Simply the bane of an introvert’s existence. Nothing is more energy sapping than small talk, the reason being that it has no real purpose or direction. It is used as a filler in order to avoid the dreaded peacefulness of silence. To some, silence is uncomfortable whilst to an introvert silence is golden. Introverts tend to be deep thinkers and therefore lost in their thoughts for the most part. Conversations which draw them out of this would hopefully be more substantial than finding out how many dogs the cashier at Tesco’s has. This does not come from a place of snobbery or rudeness, but rather from a craving for authentic interaction. In an introvert’s world, silence is beautiful not awkward.

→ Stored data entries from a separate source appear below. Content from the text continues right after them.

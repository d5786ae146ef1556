//! Core data structures for letter-grid word tracing.
//!
//! This crate provides the fundamental, immutable data structures shared by the
//! search, generation, and game-session components.
//!
//! # Overview
//!
//! - [`position`]: Cell coordinates on a square board, with 8-directional
//!   neighbour enumeration and row-major linear indexing.
//! - [`cell`]: A single tile, either blocked or holding normalized letters.
//! - [`grid`]: [`LetterGrid`], a validated snapshot of the board plus the
//!   optional bonus cell. Invariants (cell count matches the declared size,
//!   bonus index in bounds) are enforced at construction, so downstream
//!   consumers never re-validate.
//! - [`lexicon`]: [`Lexicon`], the word and word-prefix membership sets that
//!   drive prefix-pruned search.
//!
//! # Examples
//!
//! ```
//! use letterlace_core::{Lexicon, LetterGrid, Position};
//!
//! let grid: LetterGrid = "CAT OXX XXX".parse()?;
//! let lexicon = Lexicon::build(["cat", "cot", "to"]);
//!
//! assert_eq!(grid.size(), 3);
//! assert!(lexicon.contains("CAT"));
//! assert!(lexicon.is_prefix("CO"));
//! assert!(!lexicon.contains("TO")); // shorter than three letters
//!
//! let corner = Position::new(0, 0);
//! assert_eq!(corner.neighbours(grid.size()).count(), 3);
//! # Ok::<(), letterlace_core::GridParseError>(())
//! ```

pub mod cell;
pub mod grid;
pub mod lexicon;
pub mod position;

// Re-export commonly used types
pub use self::{
    cell::Cell,
    grid::{GridError, GridParseError, LetterGrid},
    lexicon::Lexicon,
    position::{Position, TracePath},
};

A party is essentially a large talking shop, where amazing things can happen. Friendships begin, new love is found, memories are created for a lifetime. During all of this you will probably find an introvert wall hugging; observing the scenes happening before them. They are likely to leave early. It may look like they are not having any fun or being ‘boring,’ however; the fact that they are there (if it be by their own free will) means they’re are fine. Large gatherings can prove to be very draining for those who are used to spending time in twos or threes. It is not so much that they are anti-social, but perhaps selectively social.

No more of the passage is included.